Rwanda, which has invested heavily in information technology, produced nearly 100,000 tweets – way more than its giant and impoverished neighbor, the Democratic Republic of Congo, with 2,408 tweets. What this means is that there has been fantastic progress but we haven’t even scratched the surface to enable us to maximize on our vast potential.

 

So I guess what is important is that the brand of Africa needs to be built from small economically relevant parts. Take the perceived brand of Germany – built on specific product brands such as Mercedes and BMW. Take Korea whose country brand has been turned around in record time thanks to Samsung, LG and Hyundai.

 

Africa’s problem is that we have no ingredient brands that play in the international arena save for Nelson Mandela, SAB and ….well other than some powerful regional brands such as MTN, Dangote Group and Stanbic, that’s about it. Companies that started in South Africa such as Anglo American, De Beers, Old Mutual and Investec are increasingly seen as British.

 

The successful branding of Africa depends on its entrepreneurs and enterprises setting their own agenda.

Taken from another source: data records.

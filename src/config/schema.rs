//! Configuration schema definitions.
//!
//! This module defines the complete configuration structure for a Horizon
//! instance. All types derive Serde traits for deserialization from config files.

use std::thread;

use serde::{Deserialize, Serialize};

/// Root configuration.
#[derive(Debug, Clone, Deserialize, Serialize)]
#[serde(default)]
pub struct HorizonConfig {
    /// HTTP foyer.
    pub http: FoyerConfig,

    /// WebSocket foyer.
    pub websocket: WebSocketConfig,

    /// RPC foyer (unary JSON calls addressed by `Service/Method`).
    pub rpc: FoyerConfig,

    /// Transport-level timeouts applied by the foyers.
    pub timeouts: TimeoutConfig,

    /// Worker pools backing the pipeline stages.
    pub stages: StagesConfig,

    /// Request limits enforced by built-in sentinels.
    pub limits: LimitsConfig,

    /// Observability settings.
    pub observability: ObservabilityConfig,

    /// Declarative HTTP routes (method + template → intent).
    pub routes: Vec<RouteConfig>,
}

impl Default for HorizonConfig {
    fn default() -> Self {
        Self {
            http: FoyerConfig::with_address("127.0.0.1:8080"),
            websocket: WebSocketConfig::default(),
            rpc: FoyerConfig::with_address("127.0.0.1:8082"),
            timeouts: TimeoutConfig::default(),
            stages: StagesConfig::default(),
            limits: LimitsConfig::default(),
            observability: ObservabilityConfig::default(),
            routes: Vec::new(),
        }
    }
}

/// A request/response foyer bound to a TCP address.
#[derive(Debug, Clone, Deserialize, Serialize)]
#[serde(default)]
pub struct FoyerConfig {
    pub enabled: bool,

    /// Bind address (e.g., "0.0.0.0:8080").
    pub bind_address: String,
}

impl Default for FoyerConfig {
    fn default() -> Self {
        Self {
            enabled: true,
            bind_address: "127.0.0.1:8080".to_string(),
        }
    }
}

impl FoyerConfig {
    pub fn with_address(bind_address: impl Into<String>) -> Self {
        Self {
            enabled: true,
            bind_address: bind_address.into(),
        }
    }
}

/// WebSocket foyer configuration.
#[derive(Debug, Clone, Deserialize, Serialize)]
#[serde(default)]
pub struct WebSocketConfig {
    pub enabled: bool,

    pub bind_address: String,

    /// Upgrade path (e.g., "/ws").
    pub path: String,
}

impl Default for WebSocketConfig {
    fn default() -> Self {
        Self {
            enabled: true,
            bind_address: "127.0.0.1:8081".to_string(),
            path: "/ws".to_string(),
        }
    }
}

/// Timeout configuration for the transports.
#[derive(Debug, Clone, Deserialize, Serialize)]
#[serde(default)]
pub struct TimeoutConfig {
    /// Whole-request timeout for HTTP and RPC in seconds.
    pub request_secs: u64,

    /// Idle WebSocket session timeout in seconds.
    pub idle_secs: u64,

    /// Per-frame WebSocket write timeout (and topic reply timeout) in seconds.
    pub write_secs: u64,
}

impl Default for TimeoutConfig {
    fn default() -> Self {
        Self {
            request_secs: 30,
            idle_secs: 300,
            write_secs: 10,
        }
    }
}

/// Sizing of one bounded stage pool.
#[derive(Debug, Clone, PartialEq, Eq, Deserialize, Serialize)]
pub struct StageConfig {
    pub core_threads: usize,
    pub max_threads: usize,
    pub queue_capacity: usize,

    /// How long an idle non-core worker waits before retiring.
    #[serde(default = "default_keep_alive_ms")]
    pub keep_alive_ms: u64,
}

fn default_keep_alive_ms() -> u64 {
    60_000
}

fn parallelism() -> usize {
    thread::available_parallelism().map(|n| n.get()).unwrap_or(1)
}

impl StageConfig {
    /// Pre/post-processing pool: 2n core, 4n max, queue 2000.
    pub fn rendezvous_default() -> Self {
        let n = parallelism();
        Self {
            core_threads: 2 * n,
            max_threads: 4 * n,
            queue_capacity: 2000,
            keep_alive_ms: default_keep_alive_ms(),
        }
    }

    /// Handler pool: 2n core, 8n max, queue 4000.
    pub fn conductor_default() -> Self {
        let n = parallelism();
        Self {
            core_threads: 2 * n,
            max_threads: 8 * n,
            queue_capacity: 4000,
            keep_alive_ms: default_keep_alive_ms(),
        }
    }

    /// Event pool: 4n fixed, queue 100.
    pub fn central_default() -> Self {
        let n = parallelism();
        Self {
            core_threads: 4 * n,
            max_threads: 4 * n,
            queue_capacity: 100,
            keep_alive_ms: default_keep_alive_ms(),
        }
    }
}

/// Stage pools plus pipeline scheduling knobs.
#[derive(Debug, Clone, Deserialize, Serialize)]
#[serde(default)]
pub struct StagesConfig {
    pub rendezvous: StageConfig,
    pub conductor: StageConfig,
    pub central: StageConfig,

    /// Run normalize + interpret on the rendezvous pool instead of inline.
    pub preprocess_on_pool: bool,

    /// Stop waiting for a handler after this many milliseconds.
    pub handler_deadline_ms: Option<u64>,
}

impl Default for StagesConfig {
    fn default() -> Self {
        Self {
            rendezvous: StageConfig::rendezvous_default(),
            conductor: StageConfig::conductor_default(),
            central: StageConfig::central_default(),
            preprocess_on_pool: false,
            handler_deadline_ms: None,
        }
    }
}

/// Request limits.
#[derive(Debug, Clone, Deserialize, Serialize)]
#[serde(default)]
pub struct LimitsConfig {
    /// Largest accepted body in bytes; 0 disables the guard.
    pub max_body_bytes: usize,
}

impl Default for LimitsConfig {
    fn default() -> Self {
        Self {
            max_body_bytes: 1024 * 1024,
        }
    }
}

/// Observability configuration.
#[derive(Debug, Clone, Deserialize, Serialize)]
#[serde(default)]
pub struct ObservabilityConfig {
    /// Log filter directive (trace, debug, info, warn, error, or a full EnvFilter).
    pub log_level: String,

    /// Install the Prometheus exporter.
    pub metrics_enabled: bool,

    /// Metrics endpoint bind address.
    pub metrics_address: String,
}

impl Default for ObservabilityConfig {
    fn default() -> Self {
        Self {
            log_level: "horizon=debug,tower_http=debug".to_string(),
            metrics_enabled: false,
            metrics_address: "127.0.0.1:9090".to_string(),
        }
    }
}

/// A declarative route: requests matching `method` + `path` resolve to `intent`.
#[derive(Debug, Clone, PartialEq, Eq, Deserialize, Serialize)]
pub struct RouteConfig {
    /// HTTP method, or `*` for any.
    #[serde(default = "default_route_method")]
    pub method: String,

    /// Path template; `{name}` captures one segment into the payload.
    pub path: String,

    /// Intent key to resolve to.
    pub intent: String,
}

fn default_route_method() -> String {
    "*".to_string()
}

As highlight by Jay Naidoo (Chairman: Global Alliance for Improved Nutrition at the Brand Africa Forum 2010):

 

China has an agenda in Africa. India has an agenda in Africa. The US and EU have an agenda in Africa. We are naïve to think that the people that come into our countries, even the ones who are here to help us, have no agenda. Everyone has an agenda. What is Africa’s agenda?

 

In conclusion; we can choose to tell the world about Africa – but if we really want to build our continent, we need to get the world talking about us – yes our people, yes our natural beauty, yes our history, yes our hope – but more importantly about our economic brands – but for this we need to actually develop and produce relevant products and services and then position them globally through properly strategized, designed and implemented branding.